In polarized epithelial tissues, NHE-1 is located on the basolateral membrane and is involved with intracellular pH and volume regulation. In contrast, apically located NHE-2 and NHE-3 have only been found in mammals and are thought to function in transepithelial Na⁺ reabsorption and proton secretion. NHE-2 is mainly expressed in the gastrointestinal tract and kidney, while the highest levels of NHE-3 are found in the kidney, followed by the intestine and stomach (Yun et al., 1995; Hoogerwerf et al., 1996). In the proximal renal tubule, apical NHE-3 drives the reabsorption of Na⁺ and shuttles H⁺ to the tubular lumen to allow the net reabsorption of HCO₃⁻ (for a review, see Paillard, 1997). Metabolic acidosis has recently been shown to enhance the rate of apical Na⁺/H⁺ exchange in renal brush border and thick ascending limb due to increases in both mRNA transcription and membrane expression of NHE-3 (Wu et al., 1996; Laghmani et al., 1997). Interestingly, an NHE isoform most homologous to mammalian NHE-3 has been found in green shore crab gill (Carcinus maenas) epithelia (Towle et al., 1997), although it is not known whether expression of this mRNA is responsible for the unusual electrogenic stoichiometry of Na⁺/H⁺ exchange noted in some crustacean tissues.

Thus, one or more isoforms of a homologous Na⁺/H⁺ antiporter may be present in gill epithelial cells of seawater fish. Indirect evidence for both apical or basolateral Na⁺/H⁺ exchange in seawater sculpin (Myoxocephalus octodecimspinosus) and mummichog (Fundulus heteroclitus) has been provided in vivo and in opercular epithelium studies (Zadunaisky et al., 1995; Claiborne et al., 1997), and it has been hypothesized that NHE may be responsible for gill acid transfers in these animals (Claiborne, 1998). In the present experiments, we used molecular and immunological techniques to identify and quantify multiple isoforms of NHE in the gills of these two species. We describe the presence of mRNA transcripts for a normally apical Na⁺/H⁺ antiporter in combination with a down-regulation of putative basolateral NHE expression during acidosis which may enhance net systemic H⁺ excretion.

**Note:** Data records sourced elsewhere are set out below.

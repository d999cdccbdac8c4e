//! The authenticated browsing session.

use crate::browser::{AutomationError, PageAutomation, WaitOptions, WaitPolicy, SNAPSHOT_SCRIPT};
use crate::catalog::selectors::LoginSelectors;
use crate::config::Credentials;
use crate::error::CrawlError;
use serde_json::Value;
use std::time::{Duration, Instant};
use tracing::{debug, info, warn};

const POLL_INTERVAL: Duration = Duration::from_millis(100);

/// Owns the page for the duration of a crawl run.
///
/// Components borrow the session; only the orchestrator creates and releases it.
pub struct Session<P: PageAutomation> {
    page: P,
    authenticated: bool,
}

impl<P: PageAutomation> Session<P> {
    pub fn new(page: P) -> Self {
        Self { page, authenticated: false }
    }

    /// The underlying automation handle.
    pub fn page(&self) -> &P {
        &self.page
    }

    pub fn is_authenticated(&self) -> bool {
        self.authenticated
    }

    /// Submits the username/password form at `login_url`.
    pub async fn login(
        &mut self,
        login_url: &str,
        credentials: &Credentials,
        selectors: &LoginSelectors,
        timeout: Duration,
    ) -> Result<(), CrawlError> {
        info!("Logging in as {}", credentials.email());

        self.open(login_url).await?;

        self.wait_visible(&selectors.email, timeout).await?;
        self.page.click(&selectors.email).await?;
        self.page.type_text(credentials.email()).await?;

        self.wait_visible(&selectors.password, timeout).await?;
        self.page.click(&selectors.password).await?;
        self.page.type_text(credentials.password()).await?;

        self.page.click(&selectors.submit).await?;
        debug!("Login form submitted");

        self.wait_gone(&selectors.email, timeout).await?;
        self.authenticated = true;
        Ok(())
    }

    /// Waits until `selector` no longer matches a usable element.
    ///
    /// A stale element reference while the page is navigating counts as gone.
    async fn wait_gone(&self, selector: &str, timeout: Duration) -> Result<(), CrawlError> {
        let deadline = Instant::now() + timeout;

        loop {
            match self.page.is_interactable(selector).await {
                Ok(false) => return Ok(()),
                Ok(true) => {}
                Err(AutomationError::Driver(e)) => {
                    debug!("Treating {} as gone: {}", selector, e);
                    return Ok(());
                }
                Err(e) => return Err(e.into()),
            }

            if Instant::now() >= deadline {
                return Err(CrawlError::NavigationTimeout {
                    selector: selector.to_string(),
                    timeout,
                });
            }
            tokio::time::sleep(POLL_INTERVAL).await;
        }
    }

    /// Navigates and waits for the document to finish loading.
    pub async fn open(&self, url: &str) -> Result<(), CrawlError> {
        self.page.navigate(url, WaitPolicy::Load).await.map_err(CrawlError::critical)
    }

    /// Waits for a page-critical element. A timeout aborts the run.
    pub async fn wait_present(&self, selector: &str, timeout: Duration) -> Result<(), CrawlError> {
        self.page
            .wait_for_element(selector, WaitOptions::present(timeout))
            .await
            .map_err(CrawlError::critical)
    }

    /// Like [`Session::wait_present`], but the element must also be displayed.
    pub async fn wait_visible(&self, selector: &str, timeout: Duration) -> Result<(), CrawlError> {
        self.page
            .wait_for_element(selector, WaitOptions::visible(timeout))
            .await
            .map_err(CrawlError::critical)
    }

    pub async fn click(&self, selector: &str) -> Result<(), CrawlError> {
        Ok(self.page.click(selector).await?)
    }

    /// Serialized HTML of the live document.
    pub async fn snapshot(&self) -> Result<String, CrawlError> {
        let value = self.page.evaluate(SNAPSHOT_SCRIPT, Vec::new()).await?;
        match value {
            Value::String(html) => Ok(html),
            other => Err(CrawlError::Automation(AutomationError::Script(format!(
                "snapshot returned {} instead of a string",
                json_kind(&other)
            )))),
        }
    }

    /// Ends the browsing session. Close failures are logged, not returned.
    pub async fn release(self) {
        if let Err(e) = self.page.close().await {
            warn!("Failed to release browser session: {}", e);
        }
    }
}

fn json_kind(value: &Value) -> &'static str {
    match value {
        Value::Null => "null",
        Value::Bool(_) => "a boolean",
        Value::Number(_) => "a number",
        Value::String(_) => "a string",
        Value::Array(_) => "an array",
        Value::Object(_) => "an object",
    }
}
//! Browser automation: the page automation trait and its WebDriver backend.

pub mod automation;
pub mod webdriver;

pub use automation::{AutomationError, PageAutomation, WaitOptions, WaitPolicy, SNAPSHOT_SCRIPT};
pub use webdriver::WebDriverPage;
//! Field normalization for raw text pulled off listing pages.
//!
//! The matchers are strict full-string matches. Callers trim whitespace before
//! handing text in; anything else (currency symbols, thousands separators)
//! makes the match fail on purpose.

use regex_lite::Regex;
use std::sync::LazyLock;

static PRICE: LazyLock<Regex> = LazyLock::new(|| Regex::new(r"^\d+\.?\d{0,2}$").unwrap());

static INTEGER: LazyLock<Regex> = LazyLock::new(|| Regex::new(r"^[-+]?\d+$").unwrap());

static COUNT_SUFFIX: LazyLock<Regex> =
    LazyLock::new(|| Regex::new(r"\s*\(\s*[\d.,]+\s*\)\s*$").unwrap());

/// Parses a bare decimal price such as `129.99`.
///
/// Returns `None` for anything that is not digits with at most two decimals.
pub fn extract_price(raw: &str) -> Option<f64> {
    if !PRICE.is_match(raw) {
        return None;
    }
    raw.parse().ok()
}

/// Returns the signed integer text if `raw` is one, otherwise `raw` unchanged.
///
/// Stock labels such as "In Stock" or "Call" pass through verbatim.
pub fn extract_integer(raw: &str) -> String {
    match INTEGER.find(raw) {
        Some(m) => m.as_str().to_string(),
        None => raw.to_string(),
    }
}

/// Removes a trailing result count from a category label: `"Networking (120)"` -> `"Networking"`.
pub fn strip_count_suffix(label: &str) -> String {
    COUNT_SUFFIX.replace(label, "").trim().to_string()
}
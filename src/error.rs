//! Crawl error taxonomy.

use crate::browser::AutomationError;
use std::time::Duration;
use thiserror::Error;

/// Fatal conditions that abort a crawl run.
///
/// The end of a category's pagination is not represented here: a timeout on
/// the next-page control is the normal way a category finishes.
#[derive(Debug, Error)]
pub enum CrawlError {
    #[error("missing credentials: set EMAIL and PASSWORD in the environment or a .env file")]
    MissingCredentials,

    #[error("invalid selector for `{field}` (\"{selector}\"): {reason}")]
    InvalidSelector { field: String, selector: String, reason: String },

    #[error("page element `{selector}` did not render within {timeout:?}")]
    NavigationTimeout { selector: String, timeout: Duration },

    #[error(transparent)]
    Automation(#[from] AutomationError),
}

impl CrawlError {
    /// Maps an automation failure on a page-critical element.
    ///
    /// Timeouts become [`CrawlError::NavigationTimeout`]; anything else is passed through.
    pub fn critical(err: AutomationError) -> Self {
        match err {
            AutomationError::Timeout { selector, timeout } => {
                CrawlError::NavigationTimeout { selector, timeout }
            }
            other => CrawlError::Automation(other),
        }
    }
}
//! Command keywords

/// Command keywords understood by the programmer
#[derive(Debug, Clone, Copy, PartialEq, Eq)]
#[cfg_attr(feature = "defmt", derive(defmt::Format))]
pub enum Keyword {
    /// Open a session
    Hello,
    /// Close a session
    Bye,
    /// Put the target into ICSP programming mode
    Start,
    /// Release the target from programming mode
    Stop,
    /// Program a single word
    Word,
    /// Program one 64-word row
    Row,
    /// Erase a row, user flash, or the whole device
    Erase,
    /// Read back one word
    Read,
}

// Wire format values
const KW_HELLO: &[u8] = b"hello";
const KW_BYE: &[u8] = b"bye";
const KW_START: &[u8] = b"start";
const KW_STOP: &[u8] = b"stop";
const KW_WORD: &[u8] = b"word";
const KW_ROW: &[u8] = b"row";
const KW_ERASE: &[u8] = b"erase";
const KW_READ: &[u8] = b"read";

impl Keyword {
    /// Every keyword, in matching order
    pub const ALL: [Keyword; 8] = [
        Keyword::Hello,
        Keyword::Bye,
        Keyword::Start,
        Keyword::Stop,
        Keyword::Word,
        Keyword::Row,
        Keyword::Erase,
        Keyword::Read,
    ];

    /// Wire spelling of the keyword
    pub fn as_bytes(self) -> &'static [u8] {
        match self {
            Keyword::Hello => KW_HELLO,
            Keyword::Bye => KW_BYE,
            Keyword::Start => KW_START,
            Keyword::Stop => KW_STOP,
            Keyword::Word => KW_WORD,
            Keyword::Row => KW_ROW,
            Keyword::Erase => KW_ERASE,
            Keyword::Read => KW_READ,
        }
    }

    /// Match the bytes received before the separator
    ///
    /// Matching is case-sensitive and by exact prefix: `received` must
    /// start with the keyword, and any trailing bytes are ignored. Only
    /// the received bytes take part, never stale buffer contents.
    pub fn match_prefix(received: &[u8]) -> Option<Self> {
        Self::ALL
            .iter()
            .copied()
            .find(|kw| received.starts_with(kw.as_bytes()))
    }

    /// Returns true if this command drives the target over ICSP
    /// and assumes programming mode is active
    pub fn is_programming(self) -> bool {
        matches!(
            self,
            Keyword::Word | Keyword::Row | Keyword::Erase | Keyword::Read
        )
    }
}

#[cfg(test)]
mod tests {
    use super::*;
    use proptest::prelude::*;

    #[test]
    fn test_exact_keywords() {
        for kw in Keyword::ALL {
            assert_eq!(Keyword::match_prefix(kw.as_bytes()), Some(kw));
        }
    }

    #[test]
    fn test_trailing_bytes_ignored() {
        assert_eq!(Keyword::match_prefix(b"hello world"), Some(Keyword::Hello));
        assert_eq!(Keyword::match_prefix(b"rows"), Some(Keyword::Row));
    }

    #[test]
    fn test_case_sensitive() {
        assert_eq!(Keyword::match_prefix(b"HELLO"), None);
        assert_eq!(Keyword::match_prefix(b"Read"), None);
    }

    #[test]
    fn test_truncated_keyword_rejected() {
        assert_eq!(Keyword::match_prefix(b"hel"), None);
        assert_eq!(Keyword::match_prefix(b""), None);
    }

    #[test]
    fn test_programming_commands() {
        assert!(Keyword::Row.is_programming());
        assert!(Keyword::Read.is_programming());
        assert!(!Keyword::Hello.is_programming());
        assert!(!Keyword::Start.is_programming());
    }

    proptest! {
        #[test]
        fn prop_match_requires_keyword_prefix(received in proptest::collection::vec(any::<u8>(), 0..16)) {
            match Keyword::match_prefix(&received) {
                Some(kw) => prop_assert!(received.starts_with(kw.as_bytes())),
                None => {
                    for kw in Keyword::ALL {
                        prop_assert!(!received.starts_with(kw.as_bytes()));
                    }
                }
            }
        }
    }
}
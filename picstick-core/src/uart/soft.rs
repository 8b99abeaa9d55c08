//! Software UART state machine
//!
//! Idle: line released, start detection armed.
//! Receiving: entered on a falling edge; timer and shift register sample
//! nine bit periods, the shift overflow stores the byte and returns to idle.
//! Transmitting: entered from the foreground when a byte is queued and no
//! frame is being received; each byte goes out in two halves of five bit
//! periods (idle, start and data bits 0..2, then data bits 3..7 with the
//! stop level left in the register behind them).

use core::cell::RefCell;

use embassy_sync::blocking_mutex::raw::CriticalSectionRawMutex;
use embassy_sync::blocking_mutex::Mutex;
use picstick_hal::UsiHardware;
use portable_atomic::{AtomicU8, Ordering};

use super::bit_reverse;
use super::status::{Flag, UartStatus};
use super::timing::{UartTiming, COUNTER_SEED_IMMEDIATE, COUNTER_SEED_TRANSMIT};
use crate::ring::RingBuffer;
use crate::traits::ByteLink;

/// Default receive ring size (3 usable bytes)
pub const RX_BUFFER_SIZE: usize = 4;

/// Default transmit ring size (3 usable bytes)
pub const TX_BUFFER_SIZE: usize = 4;

/// Half-duplex software UART
///
/// Meant to live in a `static` shared by the foreground and the three
/// interrupt handlers ([`on_line_change`](Self::on_line_change),
/// [`on_timer_overflow`](Self::on_timer_overflow),
/// [`on_shift_overflow`](Self::on_shift_overflow)). Hardware access is
/// serialised through a critical-section mutex; the ring buffers and the
/// status byte are lock-free.
pub struct SoftUart<H, const RX: usize = RX_BUFFER_SIZE, const TX: usize = TX_BUFFER_SIZE> {
    hw: Mutex<CriticalSectionRawMutex, RefCell<Option<H>>>,
    rx: RingBuffer<RX>,
    tx: RingBuffer<TX>,
    status: UartStatus,
    /// Byte currently on the wire (interrupt context only)
    tx_data: AtomicU8,
    timing: UartTiming,
}

impl<H, const RX: usize, const TX: usize> SoftUart<H, RX, TX> {
    /// Create an uninitialised UART
    ///
    /// Nothing is transmitted or received until [`init`](Self::init)
    /// hands over the hardware.
    pub const fn new(timing: UartTiming) -> Self {
        Self {
            hw: Mutex::new(RefCell::new(None)),
            rx: RingBuffer::new(),
            tx: RingBuffer::new(),
            status: UartStatus::new(),
            tx_data: AtomicU8::new(0),
            timing,
        }
    }

    /// Timing this UART was built with
    pub fn timing(&self) -> &UartTiming {
        &self.timing
    }

    /// Check if a received byte is waiting
    pub fn rx_available(&self) -> bool {
        !self.rx.is_empty()
    }

    /// Check if a transmission is in progress
    pub fn is_transmitting(&self) -> bool {
        self.status.contains(Flag::TxFromBuffer)
    }

    /// Check if a frame is currently being received
    pub fn is_receiving(&self) -> bool {
        self.status.contains(Flag::Receiving)
    }

    /// Return and clear the receive overflow flag
    ///
    /// The flag is set when a byte arrives while the receive ring is full;
    /// that byte is lost.
    pub fn take_overflow(&self) -> bool {
        self.status.take(Flag::RxOverflow)
    }

    /// Receive one byte, spinning until one is available
    pub fn recv_byte(&self) -> u8 {
        loop {
            if let Some(byte) = self.try_recv_byte() {
                return byte;
            }
            core::hint::spin_loop();
        }
    }

    /// Receive one byte if available
    pub fn try_recv_byte(&self) -> Option<u8> {
        self.rx.pop().map(bit_reverse)
    }
}

impl<H: UsiHardware, const RX: usize, const TX: usize> SoftUart<H, RX, TX> {
    /// Take ownership of the hardware and enter the idle state
    pub fn init(&self, hw: H) {
        self.hw.lock(|cell| cell.replace(Some(hw)));
        self.flush();
    }

    /// Abort any frame in flight, discard all buffered bytes and reset
    /// the state flags
    ///
    /// The hardware is returned to idle under the same lock, so no
    /// interrupt can observe cleared flags with the shifter still running.
    pub fn flush(&self) {
        self.hw.lock(|cell| {
            if let Some(hw) = cell.borrow_mut().as_mut() {
                Self::idle(hw);
            }
            self.rx.clear();
            self.tx.clear();
            self.status.reset();
        });
    }

    /// Run `f` with exclusive access to the hardware
    ///
    /// Returns `None` if [`init`](Self::init) has not been called yet.
    pub fn with_hardware<R>(&self, f: impl FnOnce(&mut H) -> R) -> Option<R> {
        self.hw.lock(|cell| cell.borrow_mut().as_mut().map(f))
    }

    /// Queue one byte for transmission, spinning while the ring is full
    ///
    /// Starts the transmitter if it is idle. When a frame is being
    /// received, transmission waits until it completes.
    pub fn send_byte(&self, byte: u8) {
        let mut reversed = bit_reverse(byte);
        while let Err(rejected) = self.tx.push(reversed) {
            reversed = rejected;
            core::hint::spin_loop();
        }
        self.kick_transmit();
    }

    /// Queue one byte without waiting
    ///
    /// Returns the byte back if the transmit ring is full.
    pub fn try_send_byte(&self, byte: u8) -> Result<(), u8> {
        self.tx.push(bit_reverse(byte)).map_err(bit_reverse)?;
        self.kick_transmit();
        Ok(())
    }

    fn kick_transmit(&self) {
        loop {
            while self.is_receiving() {
                core::hint::spin_loop();
            }
            // Both flags are checked again with interrupts masked: a start
            // edge may arrive after the wait above, and the transmitter
            // may go idle after the byte was queued
            let started = self.with_hardware(|hw| {
                if self.is_transmitting() {
                    return true;
                }
                if self.is_receiving() {
                    return false;
                }
                self.start_transmit(hw);
                true
            });
            if started != Some(false) {
                return;
            }
        }
    }

    fn start_transmit(&self, hw: &mut H) {
        hw.disarm_start_detect();
        hw.start(0);
        // Idle-high data with the counter one clock from overflow, so the
        // first byte is loaded on the next bit boundary
        hw.load(0xFF, COUNTER_SEED_IMMEDIATE);
        hw.enable();
        hw.drive();
        self.status.set(Flag::TxFromBuffer);
    }

    /// Start-condition interrupt handler
    ///
    /// Ignored while transmitting or if the line is already back high.
    pub fn on_line_change(&self) {
        self.with_hardware(|hw| {
            if self.is_transmitting() || !hw.rx_is_low() {
                return;
            }
            hw.start(self.timing.initial_receive_count());
            hw.load(0xFF, self.timing.counter_seed_receive());
            hw.enable();
            hw.disarm_start_detect();
            self.status.set(Flag::Receiving);
        });
    }

    /// Bit timer overflow interrupt handler
    pub fn on_timer_overflow(&self) {
        let seed = self.timing.timer_seed();
        self.with_hardware(|hw| hw.reload(seed));
    }

    /// Shift counter overflow interrupt handler
    pub fn on_shift_overflow(&self) {
        self.with_hardware(|hw| {
            if self.is_transmitting() {
                self.transmit_step(hw);
            } else {
                self.receive_complete(hw);
            }
        });
    }

    fn transmit_step(&self, hw: &mut H) {
        if self.status.take(Flag::TxSecondHalf) {
            // Data bits 3..7, then the stop level
            let data = self.tx_data.load(Ordering::Relaxed);
            hw.load((data << 3) | 0x07, COUNTER_SEED_TRANSMIT);
        } else if let Some(data) = self.tx.pop() {
            // Idle bit, start bit, then data bits 0..2
            self.tx_data.store(data, Ordering::Relaxed);
            self.status.set(Flag::TxSecondHalf);
            hw.load((data >> 2) | 0x80, COUNTER_SEED_TRANSMIT);
        } else {
            self.status.clear(Flag::TxFromBuffer);
            Self::idle(hw);
        }
    }

    fn receive_complete(&self, hw: &mut H) {
        self.status.clear(Flag::Receiving);
        if self.rx.push(hw.data()).is_err() {
            self.status.set(Flag::RxOverflow);
        }
        Self::idle(hw);
    }

    fn idle(hw: &mut H) {
        hw.stop();
        hw.release();
        hw.disable();
        hw.arm_start_detect();
    }
}

impl<H: UsiHardware, const RX: usize, const TX: usize> ByteLink for &SoftUart<H, RX, TX> {
    fn send_byte(&mut self, byte: u8) {
        SoftUart::send_byte(*self, byte);
    }

    fn recv_byte(&mut self) -> Option<u8> {
        Some(SoftUart::recv_byte(*self))
    }

    fn rx_available(&self) -> bool {
        SoftUart::rx_available(*self)
    }
}
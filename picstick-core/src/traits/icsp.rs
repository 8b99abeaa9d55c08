//! ICSP bus trait

/// ICSP master operations used by the command dispatcher
///
/// Every operation blocks for its full protocol duration and cannot be
/// cancelled part way.
pub trait IcspBus {
    /// Enter programming mode: lines low, entry hold, then the entry key
    fn enable(&mut self);

    /// Leave programming mode and release all lines
    fn disable(&mut self);

    /// Clock out an 8-bit command, MSB first
    fn command(&mut self, opcode: u8);

    /// Clock out a 24-bit payload frame carrying `word`
    fn payload(&mut self, word: u16);

    /// Clock in a data word
    fn read(&mut self) -> u16;

    /// Busy-wait for `us` microseconds
    fn wait_us(&mut self, us: u32);
}
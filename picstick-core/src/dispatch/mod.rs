//! Command dispatch
//!
//! One dispatch cycle reads a keyword up to the separator, reads the
//! command body, runs the ICSP sequence and writes exactly one response.

pub mod buffer;
pub mod dispatcher;

pub use buffer::InputBuffer;
pub use dispatcher::{CommandDispatcher, CommandError, Dispatched};
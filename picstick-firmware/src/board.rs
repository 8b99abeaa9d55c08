//! Pin assignment
//!
//! | Signal    | GPIO | Notes                                   |
//! |-----------|------|-----------------------------------------|
//! | UART TX   | 0    | released to pull-up while not sending   |
//! | UART RX   | 1    | pull-up, falling edge starts a frame    |
//! | ICSP MCLR | 2    |                                         |
//! | ICSP CLK  | 3    |                                         |
//! | ICSP DAT  | 4    | switches direction for reads            |
//! | LED       | 25   | on while a command is being handled     |

use embassy_rp::gpio::AnyPin;
use embassy_rp::{Peri, Peripherals};

/// Pins used by the programmer
pub struct Board {
    pub uart_tx: Peri<'static, AnyPin>,
    pub uart_rx: Peri<'static, AnyPin>,
    pub mclr: Peri<'static, AnyPin>,
    pub clk: Peri<'static, AnyPin>,
    pub dat: Peri<'static, AnyPin>,
    pub led: Peri<'static, AnyPin>,
}

impl Board {
    pub fn new(p: Peripherals) -> Self {
        Self {
            uart_tx: p.PIN_0.into(),
            uart_rx: p.PIN_1.into(),
            mclr: p.PIN_2.into(),
            clk: p.PIN_3.into(),
            dat: p.PIN_4.into(),
            led: p.PIN_25.into(),
        }
    }
}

Myoxocephalus octodecimspinosus (Mitchill) (150–300 g) and Fundulus heteroclitus (Linnaeus) (2–8 g) were supplied by commercial fisherman at the Mount Desert Island Biological Laboratory (MDIBL) in Salsbury Cove, Maine, USA, and maintained in tanks with sea water (15–18 °C) pumped from Frenchman Bay. In some cases, animals were transferred directly to dilute media and pre-adapted for 10–14 days (Claiborne et al., 1997; sculpin, sea water diluted to 20 %, approximately 100 mmol l⁻¹ NaCl, in an aerated volume of 10 l, 15–18 °C; mummichog, aerated, MDIBL tap water in an approximately 38 l aquarium, 17–21 °C). Mummichog were fed every other day during this period. Acidosis was induced in some animals by the rapid intraperitoneal injection of 0.1 mol l⁻¹ HCl (2 mmol kg⁻¹) followed by a 5 h recovery period (when measured in vivo, net H⁺ transfers following acidosis reach a maximum; Claiborne et al., 1997). Control fish were injected with distilled water. Before tissue removal, animals were killed by MS-222 anesthesia and brain/spinal pithing. In some cases, gill filament samples from opposite arches and other tissues were then rapidly excised and homogenized for isolation of total RNA and/or membrane-bound proteins.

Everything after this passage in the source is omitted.